In 1704, during the War of the Spanish Succession, Orford served in Admiral Sir George Rooke's fleet in the Mediterranean; she was present as a member of the naval bombardment force at the Capture of Gibraltar. Shortly thereafter, at the Battle of Malaga, commanded by Captain John Norris, Orford was a member of the vanguard division of Rooke's fleet under Admiral Sir Cloudesley Shovell and Vice-Admiral John Leake; all these officers but the latter, who himself became First Lord of the Admiralty in 1710, were future admirals of the fleet.

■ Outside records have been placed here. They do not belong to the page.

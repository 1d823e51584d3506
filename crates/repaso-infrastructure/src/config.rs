//! Application configuration loaded from `config.toml`.

use crate::paths::RepasoPaths;
use repaso_core::error::{RepasoError, Result};
use serde::{Deserialize, Serialize};
use std::fs;
use std::path::{Path, PathBuf};

/// Application-level configuration.
///
/// Read once at startup from `config.toml` in the platform config
/// directory. A missing file yields the defaults: no remote store, no
/// mirror directory.
#[derive(Debug, Clone, PartialEq, Serialize, Deserialize, Default)]
#[serde(default)]
pub struct AppConfig {
    /// Base URL of the remote store, e.g. `https://repaso.example.com/api`.
    /// `None` disables the remote backend entirely.
    pub remote_base_url: Option<String>,
    /// User-granted directory for the mirrored file-tree store. `None`
    /// disables mirroring.
    pub mirror_dir: Option<PathBuf>,
}

impl AppConfig {
    /// Loads the configuration from the default platform location.
    pub fn load() -> Result<Self> {
        let path = RepasoPaths::config_file()
            .map_err(|e| RepasoError::config(format!("Failed to resolve config path: {}", e)))?;
        Self::load_from(&path)
    }

    /// Loads the configuration from an explicit path. Missing file yields
    /// defaults.
    pub fn load_from(path: &Path) -> Result<Self> {
        if !path.exists() {
            return Ok(Self::default());
        }
        let content = fs::read_to_string(path)?;
        let config: AppConfig = toml::from_str(&content)?;
        Ok(config)
    }

    /// Persists the configuration to an explicit path.
    pub fn save_to(&self, path: &Path) -> Result<()> {
        if let Some(parent) = path.parent() {
            fs::create_dir_all(parent)?;
        }
        let content = toml::to_string_pretty(self)?;
        fs::write(path, content)?;
        Ok(())
    }
}

#[cfg(test)]
mod tests {
    use super::*;
    use tempfile::TempDir;

    #[test]
    fn test_missing_file_yields_defaults() {
        let temp_dir = TempDir::new().unwrap();
        let config = AppConfig::load_from(&temp_dir.path().join("config.toml")).unwrap();
        assert_eq!(config, AppConfig::default());
    }

    #[test]
    fn test_roundtrip() {
        let temp_dir = TempDir::new().unwrap();
        let path = temp_dir.path().join("config.toml");
        let config = AppConfig {
            remote_base_url: Some("https://repaso.example.com/api".to_string()),
            mirror_dir: Some(temp_dir.path().join("mirror")),
        };
        config.save_to(&path).unwrap();
        let loaded = AppConfig::load_from(&path).unwrap();
        assert_eq!(loaded, config);
    }

    #[test]
    fn test_partial_file() {
        let temp_dir = TempDir::new().unwrap();
        let path = temp_dir.path().join("config.toml");
        fs::write(&path, "remote_base_url = \"http://localhost:8787\"\n").unwrap();
        let config = AppConfig::load_from(&path).unwrap();
        assert_eq!(
            config.remote_base_url.as_deref(),
            Some("http://localhost:8787")
        );
        assert!(config.mirror_dir.is_none());
    }
}
//! Identity resolution for loosely-typed source data.
//!
//! Legacy snapshots, pasted imports, and externally supplied payloads carry
//! ids that may be absent, blank, numeric, or of the wrong type entirely.
//! Every id that enters the entity tree goes through this module first so the
//! rest of the system can rely on non-empty, stable strings.
//!
//! Fallback generation is a pure function of (parent id, entity kind,
//! position): normalizing the same unmodified tree twice yields identical
//! ids. Idempotent merges and cross-backend comparison depend on this.

use serde_json::Value;

/// Normalizes an arbitrary JSON value into an id string.
///
/// - Strings are trimmed; an empty result is `None`
/// - Finite numbers (integer or float) are stringified
/// - Everything else (null, bool, arrays, objects) is `None`
pub fn normalize_id(value: &Value) -> Option<String> {
    match value {
        Value::String(s) => {
            let trimmed = s.trim();
            if trimmed.is_empty() {
                None
            } else {
                Some(trimmed.to_string())
            }
        }
        Value::Number(n) => {
            if let Some(i) = n.as_i64() {
                Some(i.to_string())
            } else if let Some(u) = n.as_u64() {
                Some(u.to_string())
            } else {
                n.as_f64().filter(|f| f.is_finite()).map(|f| f.to_string())
            }
        }
        _ => None,
    }
}

/// Returns the normalized id, or `fallback` when the value does not
/// normalize to anything usable.
pub fn ensure_id(value: &Value, fallback: impl Into<String>) -> String {
    normalize_id(value).unwrap_or_else(|| fallback.into())
}

/// Builds the deterministic positional fallback id for an entity.
///
/// The result is `{parent_id}-{kind}-{index}` and depends on nothing but its
/// arguments, so repeated runs over the same tree always agree.
pub fn fallback_id(parent_id: &str, kind: &str, index: usize) -> String {
    format!("{}-{}-{}", parent_id, kind, index)
}

#[cfg(test)]
mod tests {
    use super::*;
    use serde_json::json;

    #[test]
    fn test_normalize_trims_strings() {
        assert_eq!(normalize_id(&json!("  abc  ")), Some("abc".to_string()));
        assert_eq!(normalize_id(&json!("")), None);
        assert_eq!(normalize_id(&json!("   ")), None);
    }

    #[test]
    fn test_normalize_stringifies_numbers() {
        assert_eq!(normalize_id(&json!(42)), Some("42".to_string()));
        assert_eq!(normalize_id(&json!(-7)), Some("-7".to_string()));
        assert_eq!(normalize_id(&json!(3.5)), Some("3.5".to_string()));
    }

    #[test]
    fn test_normalize_rejects_other_types() {
        assert_eq!(normalize_id(&Value::Null), None);
        assert_eq!(normalize_id(&json!(true)), None);
        assert_eq!(normalize_id(&json!([1, 2])), None);
        assert_eq!(normalize_id(&json!({"id": "x"})), None);
    }

    #[test]
    fn test_ensure_id_uses_fallback() {
        assert_eq!(ensure_id(&Value::Null, "theme-1-subtopic-0"), "theme-1-subtopic-0");
        assert_eq!(ensure_id(&json!(" real "), "fallback"), "real");
    }

    #[test]
    fn test_fallback_is_deterministic() {
        let a = fallback_id("era-1", "subtopic", 3);
        let b = fallback_id("era-1", "subtopic", 3);
        assert_eq!(a, b);
        assert_eq!(a, "era-1-subtopic-3");
        assert_ne!(a, fallback_id("era-1", "subtopic", 4));
    }

    #[test]
    fn test_repeated_normalization_is_stable() {
        // Applying ensure_id twice to the same (unchanged) positions yields
        // identical ids.
        let values = vec![Value::Null, json!(""), json!("kept")];
        let first: Vec<String> = values
            .iter()
            .enumerate()
            .map(|(i, v)| ensure_id(v, fallback_id("parent", "proposition", i)))
            .collect();
        let second: Vec<String> = values
            .iter()
            .enumerate()
            .map(|(i, v)| ensure_id(v, fallback_id("parent", "proposition", i)))
            .collect();
        assert_eq!(first, second);
        assert_eq!(first[0], "parent-proposition-0");
        assert_eq!(first[2], "kept");
    }
}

In 1707, she belonged to Admiral Shovell's fleet. She saw action during the unsuccessful Battle of Toulon and was present during the great naval disaster off the Isles of Scilly when Shovell and four of his ships (Association, Firebrand, Romney and Eagle) were lost, claiming the lives of nearly 2,000 sailors. Orford suffered little to no damage and finally managed to reach Portsmouth. A track of the Orford's route from Cape Spartel to the Isles of Scilly based on the log kept by Lieutenant Anthony Lochard was published by May (1960).

She was rebuilt for the first time according to the 1706 Establishment at Limehouse, relaunching on 17 March 1713. She underwent a second rebuild in 1727.

In 1718 she was present at the Battle of Cape Passaro, and in 1736 she brought John Harrison and his first marine clock back from Lisbon.

Orford was wrecked on 13 February 1745 in the Windward Passage, though all her crew were saved.